Claims 1-12 and 14-25 are pending. Claims 1 and 14 are amended herein. 

The Examiner has rejected the claims under 35 U.S.C. § 103(a) according to the 
following table: 



Claims 


References 


1-2, 4-9, 12, 14-15, 17-22, and 25 


Borella, Harris, and Scott 


3, 16 


Borella, Harris, Scott, and Anandakumar 


10-11, 23-24 


Borella, Harris, Scott, and Orleth 



Although Applicant disagrees with each of these rejections, Applicant has amended 
the claims to make it clear that the receiving endpoint performs each of the steps of the 
recited method, including detecting when either the buffer has reached a predetermined 
threshold or a burst has ended and playing back the audio data. Applicant respectfully 
traverses these rejections below. 

Borella describes a system for sending voice data similar to telephone 
conversations over a non-guaranteed network medium such as the Internet.

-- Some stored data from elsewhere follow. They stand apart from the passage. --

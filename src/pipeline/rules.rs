//! Phrase indicators and contact-form detection.
//!
//! Every category detector is a case-insensitive substring check against a
//! named phrase list. The lists are data: `Indicators::default_rules()` holds
//! the production set, tests build their own with `empty()` + `add_*`.

use std::sync::LazyLock;

use regex::Regex;

use crate::pipeline::types::CustomerContact;

/// Which phrase list a rule belongs to.
#[derive(Debug, Clone, Copy, PartialEq, Eq)]
pub enum IndicatorKind {
    Spam,
    OrderConfirmation,
    Partner,
    Insolvency,
}

const SPAM_PHRASES: &[&str] = &[
    "newsletter",
    "abmelden",
    "unsubscribe",
    "online version",
    "webinar",
    "marketing",
    "angebot",
    "rabatt",
    "promotion",
    "fachkräftemarkt",
    "lieferkette",
    "esg-compliance",
    "compliance",
    "reinigungsfirma",
    "google-profil",
    "strive",
    "podcast",
    "pinterest",
    "preisliste",
    "runtastic",
    "booste deine",
    "adobe acrobat sign",
    "outstanding payment",
    "unsigned",
    "asset management",
    "stone ridge",
    "investment",
];

const ORDER_PHRASES: &[&str] = &[
    "lieber genussentdecker",
    "ahoi und willkommen",
    "da sind wir wieder",
    "leinen los",
    "deine bestellung nr.",
    "deine gutscheine oder deine eintrittskarte",
    "flaschenpost findest",
    "vielen dank für deine bestellung",
];

const PARTNER_PHRASES: &[&str] = &[
    "partner-portal",
    "diese nachricht wurde von seite",
    "servus, bitte einfach eingeben",
    "baristakurse",
    "latteart",
];

const INSOLVENCY_PHRASES: &[&str] = &["miomente-inso.de", "insolvenzverfahren"];

/// Named phrase lists used by the category detectors. Phrases are stored lowercase.
#[derive(Debug, Clone, Default)]
pub struct Indicators {
    spam: Vec<String>,
    order_confirmation: Vec<String>,
    partner: Vec<String>,
    insolvency: Vec<String>,
}

impl Indicators {
    /// The production phrase lists.
    pub fn default_rules() -> Self {
        let owned = |phrases: &[&str]| -> Vec<String> {
            phrases.iter().map(|p| p.to_lowercase()).collect()
        };
        Self {
            spam: owned(SPAM_PHRASES),
            order_confirmation: owned(ORDER_PHRASES),
            partner: owned(PARTNER_PHRASES),
            insolvency: owned(INSOLVENCY_PHRASES),
        }
    }

    /// No phrases at all (for testing).
    pub fn empty() -> Self {
        Self::default()
    }

    /// Add a phrase to one of the lists.
    pub fn add_phrase(&mut self, kind: IndicatorKind, phrase: &str) {
        let phrase = phrase.to_lowercase();
        match kind {
            IndicatorKind::Spam => self.spam.push(phrase),
            IndicatorKind::OrderConfirmation => self.order_confirmation.push(phrase),
            IndicatorKind::Partner => self.partner.push(phrase),
            IndicatorKind::Insolvency => self.insolvency.push(phrase),
        }
    }

    /// Builder form of `add_phrase`.
    pub fn with_phrase(mut self, kind: IndicatorKind, phrase: &str) -> Self {
        self.add_phrase(kind, phrase);
        self
    }

    fn phrases(&self, kind: IndicatorKind) -> &[String] {
        match kind {
            IndicatorKind::Spam => &self.spam,
            IndicatorKind::OrderConfirmation => &self.order_confirmation,
            IndicatorKind::Partner => &self.partner,
            IndicatorKind::Insolvency => &self.insolvency,
        }
    }

    /// First phrase of `kind` found in `text`, if any.
    pub fn find(&self, kind: IndicatorKind, text: &str) -> Option<&str> {
        let lower = text.to_lowercase();
        self.phrases(kind)
            .iter()
            .find(|p| lower.contains(p.as_str()))
            .map(String::as_str)
    }

    pub fn matches(&self, kind: IndicatorKind, text: &str) -> bool {
        self.find(kind, text).is_some()
    }
}

/// Text that looks like a filled-in contact form: Name, Email, and a
/// Kommentar or Telefon field.
pub fn is_contact_form(text: &str) -> bool {
    let lower = text.to_lowercase();
    lower.contains("name:")
        && lower.contains("email:")
        && (lower.contains("kommentar:") || lower.contains("telefon:"))
}

static NAME_RE: LazyLock<Regex> =
    LazyLock::new(|| Regex::new(r"(?i)name:\s*([^\n<]+)").unwrap());

static EMAIL_RE: LazyLock<Regex> =
    LazyLock::new(|| Regex::new(r"(?i)email:\s*([^\n<\s]+)").unwrap());

static COMMENT_RE: LazyLock<Regex> =
    LazyLock::new(|| Regex::new(r"(?is)kommentar:\s*(.+?)(?:\n\n|\z)").unwrap());

/// Pull name, email and comment out of contact-form text. Missing fields are empty.
pub fn extract_contact(text: &str) -> CustomerContact {
    let capture = |re: &Regex| {
        re.captures(text)
            .and_then(|c| c.get(1))
            .map(|m| m.as_str().trim().to_string())
            .unwrap_or_default()
    };
    CustomerContact {
        name: capture(&NAME_RE),
        email: capture(&EMAIL_RE),
        comment: capture(&COMMENT_RE),
    }
}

The system 
in Borella sends multiple copies of the data from the sender to the receiver, with each copy 
having differing characteristics such as sampling rate and whether error-correction is 
present. The receiver places these multiple copies in separate buffers and then 
periodically examines the data that it has received to see which buffer is the highest quality 
buffer that is complete enough to be played from. The Examiner relies on Borella for 
teaching buffering audio and detecting talk spurts. 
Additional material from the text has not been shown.